##### Source records

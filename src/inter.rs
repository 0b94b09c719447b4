//! Inter prediction: six-tap eighth-pel motion compensation.
//!
//! The filter is separable and runs horizontally first over an
//! intermediate strip of S+5 rows, then vertically. Phase 0 is the
//! identity tap `[0, 0, 128, 0, 0, 0]`, so single-axis motion collapses
//! to one pass and pure integer motion to a row copy. When the filter
//! window leaves the reference, samples are acquired through an
//! edge-extended patch (reads clamp to the nearest edge sample); both
//! acquisition paths feed the same resampling arithmetic.

use crate::block::Block;
use crate::plane::Plane;
use crate::types::{clamp255, MotionVector};

/// Six-tap interpolation filters indexed by the 3-bit sub-pel phase.
const SIXTAP_FILTERS: [[i32; 6]; 8] = [
    [0, 0, 128, 0, 0, 0],
    [0, -6, 123, 12, -1, 0],
    [2, -11, 108, 36, -8, 1],
    [0, -9, 93, 50, -6, 0],
    [3, -16, 77, 77, -16, 3],
    [0, -6, 50, 93, -9, 0],
    [1, -8, 36, 108, -11, 2],
    [0, -1, 12, 123, -6, 0],
];

/// Taps reaching left/up of the source position.
const EDGE_PRE: usize = 2;
/// Taps reaching right/down of the source position.
const EDGE_POST: usize = 3;

/// Stride of the stack scratch used for edge-extended acquisition.
/// Must hold 16 + 5 samples per row.
const PATCH_STRIDE: usize = 32;
/// Stride of the intermediate strip between the two filter passes.
const TMP_STRIDE: usize = 16;

#[inline]
fn sixtap(src: &[u8], pos: usize, step: usize, filter: &[i32; 6]) -> u8 {
    let mut val = 64;
    for (i, tap) in filter.iter().enumerate() {
        val += i32::from(src[pos + i * step]) * tap;
    }
    clamp255(val >> 7)
}

/// Resamples one `size`×`size` block. `src` starts `EDGE_PRE` samples
/// up and left of the integer source position.
#[allow(clippy::too_many_arguments)]
fn predict_block(
    dst: &mut [u8],
    mut doff: usize,
    dstride: usize,
    src: &[u8],
    sstride: usize,
    size: usize,
    mx: usize,
    my: usize,
) {
    if mx == 0 && my == 0 {
        let src = &src[EDGE_PRE + EDGE_PRE * sstride..];
        for (out, src_row) in dst[doff..]
            .chunks_mut(dstride)
            .take(size)
            .zip(src.chunks(sstride))
        {
            out[..size].copy_from_slice(&src_row[..size]);
        }
    } else if my == 0 {
        let filter = &SIXTAP_FILTERS[mx];
        let src = &src[EDGE_PRE * sstride..];
        for src_row in src.chunks(sstride).take(size) {
            for x in 0..size {
                dst[doff + x] = sixtap(src_row, x, 1, filter);
            }
            doff += dstride;
        }
    } else if mx == 0 {
        let filter = &SIXTAP_FILTERS[my];
        let src = &src[EDGE_PRE..];
        for y in 0..size {
            for x in 0..size {
                dst[doff + x] = sixtap(src, x + y * sstride, sstride, filter);
            }
            doff += dstride;
        }
    } else {
        let horizontal_filter = &SIXTAP_FILTERS[mx];
        let vertical_filter = &SIXTAP_FILTERS[my];
        let mut tmp = [0u8; TMP_STRIDE * (16 + EDGE_PRE + EDGE_POST)];
        for (y, row) in tmp
            .chunks_mut(TMP_STRIDE)
            .take(size + EDGE_PRE + EDGE_POST)
            .enumerate()
        {
            for x in 0..size {
                row[x] = sixtap(src, x + y * sstride, 1, horizontal_filter);
            }
        }
        for y in 0..size {
            for x in 0..size {
                dst[doff + x] = sixtap(&tmp, x + y * TMP_STRIDE, TMP_STRIDE, vertical_filter);
            }
            doff += dstride;
        }
    }
}

/// Reference reads with coordinates clamped to the nearest edge sample.
struct EdgeExtended<'a> {
    plane: &'a Plane,
}

impl EdgeExtended<'_> {
    #[inline]
    fn at(&self, column: isize, row: isize) -> u8 {
        let column = column.clamp(0, self.plane.width() as isize - 1) as usize;
        let row = row.clamp(0, self.plane.height() as isize - 1) as usize;
        self.plane.at(column, row)
    }
}

impl<const S: usize> Block<S> {
    /// Predicts this block from `reference` at motion vector `mv`,
    /// writing into `plane`.
    ///
    /// Reads that would fall outside the reference clamp to its edges;
    /// this is a normal case near frame borders, not an error.
    pub fn safe_inter_predict(&self, plane: &mut Plane, mv: MotionVector, reference: &Plane) {
        let source_column = self.x0() as isize + (mv.x >> 3) as isize;
        let source_row = self.y0() as isize + (mv.y >> 3) as isize;
        let mx = (mv.x & 7) as usize;
        let my = (mv.y & 7) as usize;

        let doff = plane.index_of(self.x0(), self.y0());
        let dstride = plane.stride();

        let window = (S + EDGE_PRE + EDGE_POST) as isize;
        if source_column - (EDGE_PRE as isize) < 0
            || source_column + window - (EDGE_PRE as isize) > reference.width() as isize
            || source_row - (EDGE_PRE as isize) < 0
            || source_row + window - (EDGE_PRE as isize) > reference.height() as isize
        {
            let extended = EdgeExtended { plane: reference };
            let mut patch = [0u8; PATCH_STRIDE * (16 + EDGE_PRE + EDGE_POST)];
            for (j, row) in patch
                .chunks_mut(PATCH_STRIDE)
                .take(S + EDGE_PRE + EDGE_POST)
                .enumerate()
            {
                for (i, sample) in row.iter_mut().take(S + EDGE_PRE + EDGE_POST).enumerate() {
                    *sample = extended.at(
                        source_column - EDGE_PRE as isize + i as isize,
                        source_row - EDGE_PRE as isize + j as isize,
                    );
                }
            }
            predict_block(
                plane.data_mut(),
                doff,
                dstride,
                &patch,
                PATCH_STRIDE,
                S,
                mx,
                my,
            );
        } else {
            let sstride = reference.stride();
            let soff = (source_row as usize - EDGE_PRE) * sstride
                + (source_column as usize - EDGE_PRE);
            predict_block(
                plane.data_mut(),
                doff,
                dstride,
                &reference.data()[soff..],
                sstride,
                S,
                mx,
                my,
            );
        }
    }
}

##########

* _Task directions_
Write the material out again in its entirety, exactly as shown.

* _Answer for the task_
filename src/inter.rs
repository 0b94b09c719447b4
//! Inter prediction: six-tap eighth-pel motion compensation.
//!
//! The filter is separable and runs horizontally first over an
//! intermediate strip of S+5 rows, then vertically. Phase 0 is the
//! identity tap `[0, 0, 128, 0, 0, 0]`, so single-axis motion collapses
//! to one pass and pure integer motion to a row copy. When the filter
//! window leaves the reference, samples are acquired through an
//! edge-extended patch (reads clamp to the nearest edge sample); both
//! acquisition paths feed the same resampling arithmetic.

use crate::block::Block;
use crate::plane::Plane;
use crate::types::{clamp255, MotionVector};

/// Six-tap interpolation filters indexed by the 3-bit sub-pel phase.
const SIXTAP_FILTERS: [[i32; 6]; 8] = [
    [0, 0, 128, 0, 0, 0],
    [0, -6, 123, 12, -1, 0],
    [2, -11, 108, 36, -8, 1],
    [0, -9, 93, 50, -6, 0],
    [3, -16, 77, 77, -16, 3],
    [0, -6, 50, 93, -9, 0],
    [1, -8, 36, 108, -11, 2],
    [0, -1, 12, 123, -6, 0],
];

/// Taps reaching left/up of the source position.
const EDGE_PRE: usize = 2;
/// Taps reaching right/down of the source position.
const EDGE_POST: usize = 3;

/// Stride of the stack scratch used for edge-extended acquisition.
/// Must hold 16 + 5 samples per row.
const PATCH_STRIDE: usize = 32;
/// Stride of the intermediate strip between the two filter passes.
const TMP_STRIDE: usize = 16;

#[inline]
fn sixtap(src: &[u8], pos: usize, step: usize, filter: &[i32; 6]) -> u8 {
    let mut val = 64;
    for (i, tap) in filter.iter().enumerate() {
        val += i32::from(src[pos + i * step]) * tap;
    }
    clamp255(val >> 7)
}

/// Resamples one `size`×`size` block. `src` starts `EDGE_PRE` samples
/// up and left of the integer source position.
#[allow(clippy::too_many_arguments)]
fn predict_block(
    dst: &mut [u8],
    mut doff: usize,
    dstride: usize,
    src: &[u8],
    sstride: usize,
    size: usize,
    mx: usize,
    my: usize,
) {
    if mx == 0 && my == 0 {
        let src = &src[EDGE_PRE + EDGE_PRE * sstride..];
        for (out, src_row) in dst[doff..]
            .chunks_mut(dstride)
            .take(size)
            .zip(src.chunks(sstride))
        {
            out[..size].copy_from_slice(&src_row[..size]);
        }
    } else if my == 0 {
        let filter = &SIXTAP_FILTERS[mx];
        let src = &src[EDGE_PRE * sstride..];
        for src_row in src.chunks(sstride).take(size) {
            for x in 0..size {
                dst[doff + x] = sixtap(src_row, x, 1, filter);
            }
            doff += dstride;
        }
    } else if mx == 0 {
        let filter = &SIXTAP_FILTERS[my];
        let src = &src[EDGE_PRE..];
        for y in 0..size {
            for x in 0..size {
                dst[doff + x] = sixtap(src, x + y * sstride, sstride, filter);
            }
            doff += dstride;
        }
    } else {
        let horizontal_filter = &SIXTAP_FILTERS[mx];
        let vertical_filter = &SIXTAP_FILTERS[my];
        let mut tmp = [0u8; TMP_STRIDE * (16 + EDGE_PRE + EDGE_POST)];
        for (y, row) in tmp
            .chunks_mut(TMP_STRIDE)
            .take(size + EDGE_PRE + EDGE_POST)
            .enumerate()
        {
            for x in 0..size {
                row[x] = sixtap(src, x + y * sstride, 1, horizontal_filter);
            }
        }
        for y in 0..size {
            for x in 0..size {
                dst[doff + x] = sixtap(&tmp, x + y * TMP_STRIDE, TMP_STRIDE, vertical_filter);
            }
            doff += dstride;
        }
    }
}

/// Reference reads with coordinates clamped to the nearest edge sample.
struct EdgeExtended<'a> {
    plane: &'a Plane,
}

impl EdgeExtended<'_> {
    #[inline]
    fn at(&self, column: isize, row: isize) -> u8 {
        let column = column.clamp(0, self.plane.width() as isize - 1) as usize;
        let row = row.clamp(0, self.plane.height() as isize - 1) as usize;
        self.plane.at(column, row)
    }
}

impl<const S: usize> Block<S> {
    /// Predicts this block from `reference` at motion vector `mv`,
    /// writing into `plane`.
    ///
    /// Reads that would fall outside the reference clamp to its edges;
    /// this is a normal case near frame borders, not an error.
    pub fn safe_inter_predict(&self, plane: &mut Plane, mv: MotionVector, reference: &Plane) {
        let source_column = self.x0() as isize + (mv.x >> 3) as isize;
        let source_row = self.y0() as isize + (mv.y >> 3) as isize;
        let mx = (mv.x & 7) as usize;
        let my = (mv.y & 7) as usize;

        let doff = plane.index_of(self.x0(), self.y0());
        let dstride = plane.stride();

        let window = (S + EDGE_PRE + EDGE_POST) as isize;
        if source_column - (EDGE_PRE as isize) < 0
            || source_column + window - (EDGE_PRE as isize) > reference.width() as isize
            || source_row - (EDGE_PRE as isize) < 0
            || source_row + window - (EDGE_PRE as isize) > reference.height() as isize
        {
            let extended = EdgeExtended { plane: reference };
            let mut patch = [0u8; PATCH_STRIDE * (16 + EDGE_PRE + EDGE_POST)];
            for (j, row) in patch
                .chunks_mut(PATCH_STRIDE)
                .take(S + EDGE_PRE + EDGE_POST)
                .enumerate()
            {
                for (i, sample) in row.iter_mut().take(S + EDGE_PRE + EDGE_POST).enumerate() {
                    *sample = extended.at(
                        source_column - EDGE_PRE as isize + i as isize,
                        source_row - EDGE_PRE as isize + j as isize,
                    );
                }
            }
            predict_block(
                plane.data_mut(),
                doff,
                dstride,
                &patch,
                PATCH_STRIDE,
                S,
                mx,
                my,
            );
        } else {
            let sstride = reference.stride();
            let soff = (source_row as usize - EDGE_PRE) * sstride
                + (source_column as usize - EDGE_PRE);
            predict_block(
                plane.data_mut(),
                doff,
                dstride,
                &reference.data()[soff..],
                sstride,
                S,
                mx,
                my,
            );
        }
    }
}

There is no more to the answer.